To determine the diagnostic utility of the genital examination in prepubertal girls for identifying nonacute sexual abuse.
Published articles (1966-October 2008) that appeared in the MEDLINE database and were indexed under the search terms of child abuse, sexual or child abuse and either physical examination; genitalia; female, diagnosis; or sensitivity and specificity; and bibliographies of retrieved articles and textbooks.
Three of the authors independently reviewed titles of articles obtained from MEDLINE and selected articles for full-text review.
Two authors independently abstracted data to calculate sensitivity, specificity, and likelihood ratios for the diagnosis of nonacute genital trauma caused by sexual abuse in prepubertal girls.
Data were not pooled due to study heterogeneity. The presence of vaginal discharge (positive likelihood ratio, 2.7; 95% confidence interval, 1.2-6.0) indicates an increased likelihood of sexual abuse. In the posterior hymen, hymenal transections, deep notches, and perforations prompt concerns for genital trauma from sexual abuse, but the sensitivity is unknown. Without a history of genital trauma from sexual abuse, the majority of prepubertal girls will not have a hymenal transection (specificity close to 100%).

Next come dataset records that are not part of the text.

//! Gaussian random number generators.
//!
//! The Monte Carlo engine draws from any [`GaussianRng`]; seeding and the
//! choice of generator stay with the caller.  Two implementations ship with
//! the crate:
//!
//! * [`InverseCumulativeNormalRng`] — Mersenne Twister MT19937-64 (`rand_mt`)
//!   mapped through the inverse normal CDF;
//! * [`DistributionRng`] — any `rand::Rng` sampled through
//!   `rand_distr::StandardNormal`.

use lgm_core::Real;
use rand::rngs::StdRng;
use rand::{Rng, SeedableRng};
use rand_distr::StandardNormal;
use rand_mt::Mt19937GenRand64;

/// A source of i.i.d. standard normal deviates.
pub trait GaussianRng {
    /// Draw the next standard normal deviate.
    fn next_gaussian(&mut self) -> Real;

    /// Fill `out` with consecutive deviates.
    fn fill_gaussian(&mut self, out: &mut [Real]) {
        for x in out.iter_mut() {
            *x = self.next_gaussian();
        }
    }

    /// Draw `n` consecutive deviates into a new vector.
    fn gaussian_sequence(&mut self, n: usize) -> Vec<Real> {
        let mut out = vec![0.0; n];
        self.fill_gaussian(&mut out);
        out
    }
}

/// Uniform deviates in `[0, 1)` from the 64-bit Mersenne Twister.
pub struct MersenneTwisterUniformRng {
    rng: Mt19937GenRand64,
}

impl MersenneTwisterUniformRng {
    /// Create a new generator with the given seed.
    pub fn new(seed: u64) -> Self {
        Self {
            rng: Mt19937GenRand64::new(seed),
        }
    }

    /// Generate the next uniform deviate in `[0, 1)`.
    pub fn next_real(&mut self) -> Real {
        // 53 high bits → exactly representable doubles
        (self.rng.next_u64() >> 11) as Real * (1.0 / (1u64 << 53) as Real)
    }
}

/// Standard normal deviates by inversion of Mersenne Twister uniforms.
pub struct InverseCumulativeNormalRng {
    inner: MersenneTwisterUniformRng,
}

impl InverseCumulativeNormalRng {
    /// Create a new generator backed by a Mersenne Twister with the given
    /// seed.
    pub fn new(seed: u64) -> Self {
        Self {
            inner: MersenneTwisterUniformRng::new(seed),
        }
    }
}

impl GaussianRng for InverseCumulativeNormalRng {
    fn next_gaussian(&mut self) -> Real {
        // 0 would map to −∞
        let u = loop {
            let u = self.inner.next_real();
            if u > 0.0 {
                break u;
            }
        };
        crate::distributions::normal_cdf_inverse(u)
    }
}

/// Standard normal deviates sampled from a `rand` generator.
#[derive(Debug, Clone)]
pub struct DistributionRng<R = StdRng> {
    rng: R,
}

impl<R: Rng> DistributionRng<R> {
    /// Wrap an existing `rand` generator.
    pub fn new(rng: R) -> Self {
        Self { rng }
    }
}

impl DistributionRng<StdRng> {
    /// A reproducible generator seeded with `seed`.
    pub fn seeded(seed: u64) -> Self {
        Self::new(StdRng::seed_from_u64(seed))
    }
}

impl<R: Rng> GaussianRng for DistributionRng<R> {
    fn next_gaussian(&mut self) -> Real {
        self.rng.sample(StandardNormal)
    }
}
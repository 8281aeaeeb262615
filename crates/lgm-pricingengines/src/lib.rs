//! # lgm-pricingengines
//!
//! Pricing on top of simulated Linear Gaussian Markov factors.
//!
//! ## Engines
//!
//! - [`McCapletEngine`] — Monte Carlo caplet under the fixing-date forward measure
//! - [`analytic_caplet_price`] — closed-form caplet as a put on the forward bond
//! - [`forward_bond_martingale_test`] / [`forward_libor_martingale_test`] —
//!   simulated vs analytic expectations under forward measures

#![warn(missing_docs)]
#![forbid(unsafe_code)]

pub mod analytic_caplet;
pub mod caplet;
pub mod martingale;
pub mod mc_caplet_engine;

pub use analytic_caplet::analytic_caplet_price;
pub use caplet::Caplet;
pub use martingale::{forward_bond_martingale_test, forward_libor_martingale_test, MartingaleCheck};
pub use mc_caplet_engine::{McCapletEngine, McResult};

Vaginal discharge as well as posterior hymenal transections, deep notches, and perforations raise the suspicion for sexual abuse in a prepubertal girl, but the findings do not independently confirm the diagnosis. Given the broad 95% confidence intervals around the likelihood ratios for the presence of findings along with the low or unknown sensitivity of all physical examination findings evaluated, the physical examination cannot independently confirm or exclude nonacute sexual abuse as the cause of genital trauma in prepubertal girls.